United States Investigational Device Exemption study of the Revolution Peripheral Atherectomy System

Abstract

ObjectiveAtherectomy has become commonplace as an adjunct to interventional treatments for peripheral arterial disease, but the procedures have been complicated by risks including distal embolization and arterial perforation. This study aimed to examine the safety and effectiveness of a novel atherectomy system to treat femoropopliteal and below-knee peripheral arterial disease. MethodsThe Revolution Peripheral Atherectomy System (Rex Medical LP, Conshohocken, Pa) was studied in 121 patients with 148 femoropopliteal and below-knee lesions, enrolled at 17 United States institutions. Technical success was defined when the post-atherectomy angiographic stenosis was ≤50%, as assessed by an independent core laboratory. Major adverse events were adjudicated by an independent Clinical Events Committee. ResultsAmong 148 site-identified target lesions in 121 patients, 21.4% were in the superficial femoral artery, 13.7% involved the popliteal artery, and 67.9% were in tibial arteries; 3.1% involved more than one segment.
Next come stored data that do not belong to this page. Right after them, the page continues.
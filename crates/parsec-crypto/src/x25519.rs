//! X25519 key agreement (RFC 7748).
//!
//! Used by the greeting handshake: both sides exchange ephemeral public keys
//! during the wait-peer step and derive the shared secret that protects the
//! rest of the conduit. The server only ever sees the public halves.

use rand::rngs::OsRng;
use serde::{Deserialize, Serialize};
use x25519_dalek::{PublicKey, StaticSecret};
use zeroize::Zeroize;

use crate::{CryptoError, Result};

/// An X25519 secret key.
#[derive(Clone, Zeroize)]
#[zeroize(drop)]
pub struct PrivateKey {
    inner: StaticSecret,
}

/// An X25519 public key.
#[derive(Clone, Debug, PartialEq, Eq, Serialize, Deserialize)]
pub struct X25519PublicKey {
    bytes: [u8; 32],
}

/// An X25519 shared secret.
#[derive(Zeroize)]
#[zeroize(drop)]
pub struct SharedSecret {
    bytes: [u8; 32],
}

impl PrivateKey {
    /// Generate a new random secret key.
    pub fn generate() -> Self {
        Self {
            inner: StaticSecret::random_from_rng(OsRng),
        }
    }

    /// Create from raw bytes.
    pub fn from_bytes(bytes: [u8; 32]) -> Self {
        Self {
            inner: StaticSecret::from(bytes),
        }
    }

    /// Compute the corresponding public key.
    pub fn public_key(&self) -> X25519PublicKey {
        let pk = PublicKey::from(&self.inner);
        X25519PublicKey {
            bytes: pk.to_bytes(),
        }
    }

    /// Perform Diffie-Hellman with a peer public key.
    pub fn diffie_hellman(&self, peer: &X25519PublicKey) -> SharedSecret {
        let peer = PublicKey::from(peer.bytes);
        SharedSecret {
            bytes: self.inner.diffie_hellman(&peer).to_bytes(),
        }
    }
}

impl X25519PublicKey {
    /// Create from raw bytes.
    pub fn from_bytes(bytes: [u8; 32]) -> Self {
        Self { bytes }
    }

    /// Create from a byte slice.
    pub fn from_slice(slice: &[u8]) -> Result<Self> {
        let bytes: [u8; 32] = slice
            .try_into()
            .map_err(|_| CryptoError::InvalidKeyLength {
                expected: 32,
                actual: slice.len(),
            })?;
        Ok(Self { bytes })
    }

    /// Get the raw bytes of this public key.
    pub fn to_bytes(&self) -> [u8; 32] {
        self.bytes
    }
}

impl SharedSecret {
    /// Get the raw bytes of this shared secret.
    pub fn to_bytes(&self) -> [u8; 32] {
        self.bytes
    }
}

#[cfg(test)]
mod tests {
    use super::*;

    #[test]
    fn test_key_agreement() {
        let a = PrivateKey::generate();
        let b = PrivateKey::generate();
        let ab = a.diffie_hellman(&b.public_key());
        let ba = b.diffie_hellman(&a.public_key());
        assert_eq!(ab.to_bytes(), ba.to_bytes());
    }
}
//! Ed25519 signing and verification (RFC 8032).
//!
//! Every certificate in an organization is an Ed25519-signed MessagePack
//! payload. The signed container keeps the raw bytes self-describing: the
//! 64-byte signature is prepended to the payload so a certificate can be
//! stored, re-emitted and re-verified without an out-of-band signature.
//!
//! This module wraps `ed25519-dalek` with Parsec-specific types.

use ed25519_dalek::{Signer, Verifier};
use serde::{Deserialize, Serialize};
use zeroize::Zeroize;

use crate::{CryptoError, Result};

/// Size of an Ed25519 signature in bytes.
pub const SIGNATURE_SIZE: usize = 64;

/// An Ed25519 signing key (private key).
pub struct SigningKey {
    inner: ed25519_dalek::SigningKey,
}

impl Clone for SigningKey {
    fn clone(&self) -> Self {
        Self {
            inner: ed25519_dalek::SigningKey::from_bytes(&self.inner.to_bytes()),
        }
    }
}

impl Drop for SigningKey {
    fn drop(&mut self) {
        let mut bytes = self.inner.to_bytes();
        bytes.zeroize();
    }
}

impl std::fmt::Debug for SigningKey {
    fn fmt(&self, f: &mut std::fmt::Formatter<'_>) -> std::fmt::Result {
        f.write_str("SigningKey(<redacted>)")
    }
}

/// An Ed25519 verification key (public key).
#[derive(Clone, Debug, PartialEq, Eq, Serialize, Deserialize)]
pub struct VerifyKey {
    inner: ed25519_dalek::VerifyingKey,
}

/// An Ed25519 signature.
#[derive(Clone, Debug, PartialEq, Eq, Serialize, Deserialize)]
pub struct Signature {
    inner: ed25519_dalek::Signature,
}

impl SigningKey {
    /// Generate a new random signing key.
    pub fn generate() -> Self {
        let mut csprng = rand::rngs::OsRng;
        Self {
            inner: ed25519_dalek::SigningKey::generate(&mut csprng),
        }
    }

    /// Create a signing key from raw bytes.
    pub fn from_bytes(bytes: &[u8; 32]) -> Self {
        Self {
            inner: ed25519_dalek::SigningKey::from_bytes(bytes),
        }
    }

    /// Get the raw bytes of this signing key.
    pub fn to_bytes(&self) -> [u8; 32] {
        self.inner.to_bytes()
    }

    /// Get the corresponding verification key.
    pub fn verify_key(&self) -> VerifyKey {
        VerifyKey {
            inner: self.inner.verifying_key(),
        }
    }

    /// Sign a message, returning a detached signature.
    pub fn sign(&self, message: &[u8]) -> Signature {
        Signature {
            inner: self.inner.sign(message),
        }
    }

    /// Sign a payload into the self-contained `signature || payload` format.
    pub fn sign_payload(&self, payload: &[u8]) -> Vec<u8> {
        let signature = self.inner.sign(payload);
        let mut signed = Vec::with_capacity(SIGNATURE_SIZE + payload.len());
        signed.extend_from_slice(&signature.to_bytes());
        signed.extend_from_slice(payload);
        signed
    }
}

impl VerifyKey {
    /// Create a verification key from raw bytes.
    pub fn from_bytes(bytes: &[u8; 32]) -> Result<Self> {
        ed25519_dalek::VerifyingKey::from_bytes(bytes)
            .map(|inner| Self { inner })
            .map_err(|_| CryptoError::InvalidInput("invalid ed25519 public key".to_string()))
    }

    /// Get the raw bytes of this verification key.
    pub fn to_bytes(&self) -> [u8; 32] {
        self.inner.to_bytes()
    }

    /// Verify a detached signature over a message.
    pub fn verify(&self, message: &[u8], signature: &Signature) -> Result<()> {
        self.inner
            .verify(message, &signature.inner)
            .map_err(|_| CryptoError::SignatureVerification)
    }

    /// Verify a `signature || payload` container and return the payload.
    pub fn verify_payload<'a>(&self, signed: &'a [u8]) -> Result<&'a [u8]> {
        if signed.len() < SIGNATURE_SIZE {
            return Err(CryptoError::TruncatedPayload);
        }
        let (raw_signature, payload) = signed.split_at(SIGNATURE_SIZE);
        let signature = ed25519_dalek::Signature::from_slice(raw_signature)
            .map_err(|_| CryptoError::SignatureVerification)?;
        self.inner
            .verify(payload, &signature)
            .map_err(|_| CryptoError::SignatureVerification)?;
        Ok(payload)
    }

    /// Extract the payload of a signed container *without* verifying it.
    ///
    /// Only for display and debugging purposes, never trust the result.
    pub fn unsecure_payload(signed: &[u8]) -> Result<&[u8]> {
        if signed.len() < SIGNATURE_SIZE {
            return Err(CryptoError::TruncatedPayload);
        }
        Ok(&signed[SIGNATURE_SIZE..])
    }
}

impl Signature {
    /// Create a signature from raw bytes.
    pub fn from_bytes(bytes: &[u8; 64]) -> Self {
        Self {
            inner: ed25519_dalek::Signature::from_bytes(bytes),
        }
    }

    /// Get the raw bytes of this signature.
    pub fn to_bytes(&self) -> [u8; 64] {
        self.inner.to_bytes()
    }
}
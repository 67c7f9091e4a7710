//! User-facing identity data: human handles, device labels, profiles.

use std::fmt;

use serde::{Deserialize, Serialize};

use crate::id::{DeviceID, UserID};

/// Permission tier of a user inside its organization.
#[derive(Clone, Copy, Debug, PartialEq, Eq, Serialize, Deserialize)]
pub enum UserProfile {
    /// May author user and device certificates, update profiles, revoke.
    #[serde(rename = "ADMIN")]
    Admin,
    /// Regular member, may create realms and invite devices.
    #[serde(rename = "STANDARD")]
    Standard,
    /// Sees only redacted certificates, cannot own or manage realms.
    #[serde(rename = "OUTSIDER")]
    Outsider,
}

/// Email address plus display label, e.g. `John <john@example.com>`.
#[derive(Clone, PartialEq, Eq, Serialize, Deserialize)]
pub struct HumanHandle {
    email: String,
    label: String,
}

/// Raised when an email or label fails validation.
#[derive(Debug, thiserror::Error)]
#[error("invalid human handle")]
pub struct InvalidHumanHandle;

impl HumanHandle {
    pub const MAX_EMAIL_LEN: usize = 255;
    pub const MAX_LABEL_LEN: usize = 255;

    pub fn new(email: &str, label: &str) -> Result<Self, InvalidHumanHandle> {
        if email.is_empty()
            || email.len() > Self::MAX_EMAIL_LEN
            || !email.contains('@')
            || email.chars().any(|c| c.is_control() || c.is_whitespace())
        {
            return Err(InvalidHumanHandle);
        }
        if label.is_empty()
            || label.len() > Self::MAX_LABEL_LEN
            || label.chars().any(|c| c.is_control())
        {
            return Err(InvalidHumanHandle);
        }
        Ok(Self {
            email: email.to_string(),
            label: label.to_string(),
        })
    }

    /// Placeholder handle stored in redacted certificates. Deterministic
    /// from the user id so that redacted twins compare equal.
    pub fn new_redacted(user_id: UserID) -> Self {
        let hex = user_id.hex();
        Self {
            email: format!("{hex}@redacted.invalid"),
            label: hex,
        }
    }

    pub fn email(&self) -> &str {
        &self.email
    }

    pub fn label(&self) -> &str {
        &self.label
    }
}

impl fmt::Debug for HumanHandle {
    fn fmt(&self, f: &mut fmt::Formatter<'_>) -> fmt::Result {
        write!(f, "HumanHandle({self})")
    }
}

impl fmt::Display for HumanHandle {
    fn fmt(&self, f: &mut fmt::Formatter<'_>) -> fmt::Result {
        write!(f, "{} <{}>", self.label, self.email)
    }
}

/// Human-chosen device name, e.g. `My Laptop`.
#[derive(Clone, PartialEq, Eq, Serialize, Deserialize)]
#[serde(try_from = "String", into = "String")]
pub struct DeviceLabel(String);

/// Raised when a raw string does not form a valid `DeviceLabel`.
#[derive(Debug, thiserror::Error)]
#[error("invalid device label")]
pub struct InvalidDeviceLabel;

impl DeviceLabel {
    pub const MAX_LEN: usize = 255;

    /// Placeholder label stored in redacted certificates.
    pub fn new_redacted(device_id: DeviceID) -> Self {
        Self(device_id.hex())
    }

    pub fn as_str(&self) -> &str {
        &self.0
    }
}

impl TryFrom<String> for DeviceLabel {
    type Error = InvalidDeviceLabel;

    fn try_from(raw: String) -> Result<Self, Self::Error> {
        if raw.is_empty() || raw.len() > Self::MAX_LEN || raw.chars().any(|c| c.is_control()) {
            return Err(InvalidDeviceLabel);
        }
        Ok(Self(raw))
    }
}

impl TryFrom<&str> for DeviceLabel {
    type Error = InvalidDeviceLabel;

    fn try_from(raw: &str) -> Result<Self, Self::Error> {
        Self::try_from(raw.to_string())
    }
}

impl From<DeviceLabel> for String {
    fn from(label: DeviceLabel) -> Self {
        label.0
    }
}

impl fmt::Debug for DeviceLabel {
    fn fmt(&self, f: &mut fmt::Formatter<'_>) -> fmt::Result {
        write!(f, "DeviceLabel({})", self.0)
    }
}

impl fmt::Display for DeviceLabel {
    fn fmt(&self, f: &mut fmt::Formatter<'_>) -> fmt::Result {
        f.write_str(&self.0)
    }
}

/// A field that exists in a real and a redacted flavor.
///
/// The OUTSIDER profile only ever sees the redacted flavor; both flavors
/// carry a value so that code reading the field never has to branch.
#[derive(Clone, Debug, PartialEq, Eq)]
pub enum MaybeRedacted<T> {
    Real(T),
    Redacted(T),
}

impl<T> MaybeRedacted<T> {
    pub fn is_redacted(&self) -> bool {
        matches!(self, Self::Redacted(_))
    }
}

impl<T> AsRef<T> for MaybeRedacted<T> {
    fn as_ref(&self) -> &T {
        match self {
            Self::Real(v) | Self::Redacted(v) => v,
        }
    }
}
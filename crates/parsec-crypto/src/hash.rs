//! BLAKE3 content hashing.
//!
//! Blocks are content-addressed and the conduit's hashed-nonce commitment
//! uses the same digest type.

use serde::{Deserialize, Serialize};

use crate::{CryptoError, Result};

/// Size of a digest in bytes.
pub const DIGEST_SIZE: usize = 32;

/// A 256-bit BLAKE3 digest.
#[derive(Clone, Copy, PartialEq, Eq, Hash, Serialize, Deserialize)]
pub struct HashDigest {
    bytes: [u8; DIGEST_SIZE],
}

impl HashDigest {
    /// Hash the given data.
    pub fn from_data(data: &[u8]) -> Self {
        Self {
            bytes: *blake3::hash(data).as_bytes(),
        }
    }

    /// Create a digest from raw bytes.
    pub fn from_bytes(bytes: [u8; DIGEST_SIZE]) -> Self {
        Self { bytes }
    }

    /// Create a digest from a byte slice.
    pub fn from_slice(slice: &[u8]) -> Result<Self> {
        let bytes: [u8; DIGEST_SIZE] = slice
            .try_into()
            .map_err(|_| CryptoError::InvalidKeyLength {
                expected: DIGEST_SIZE,
                actual: slice.len(),
            })?;
        Ok(Self { bytes })
    }

    /// Get the raw bytes of this digest.
    pub fn as_bytes(&self) -> &[u8; DIGEST_SIZE] {
        &self.bytes
    }
}

impl std::fmt::Debug for HashDigest {
    fn fmt(&self, f: &mut std::fmt::Formatter<'_>) -> std::fmt::Result {
        write!(f, "HashDigest({})", hex::encode(self.bytes))
    }
}

impl std::fmt::Display for HashDigest {
    fn fmt(&self, f: &mut std::fmt::Formatter<'_>) -> std::fmt::Result {
        write!(f, "{}", hex::encode(self.bytes))
    }
}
Technical success was 90.2%, with stenoses decreasing from 73% ± 19% at baseline to 42% ± 14% after atherectomy. Adjunctive treatment after atherectomy included angioplasty with uncoated balloons in 91%, drug-coated balloons in 11%, bare stent deployment in 8%, and drug-eluting stent placement in 3%. Procedural success (<30% residual stenosis) was achieved in 93.7% of target lesions. Complications during the procedure included one target vessel perforation and two distal embolizations; each of which were adjudicated by the Clinical Events Committee as unrelated to the device and were not visualized angiographically by the core laboratory. Freedom from major adverse events was 97.3% through 30 days. The Kaplan-Meier estimates of primary, assisted primary, and secondary patency were 81.6%, 87.7%, and 91.6% at 6 months, respectively. ConclusionsThe use of the Revolution Peripheral Atherectomy System was associated with few procedural complications and a high rate of success at the index procedure and through 6 months.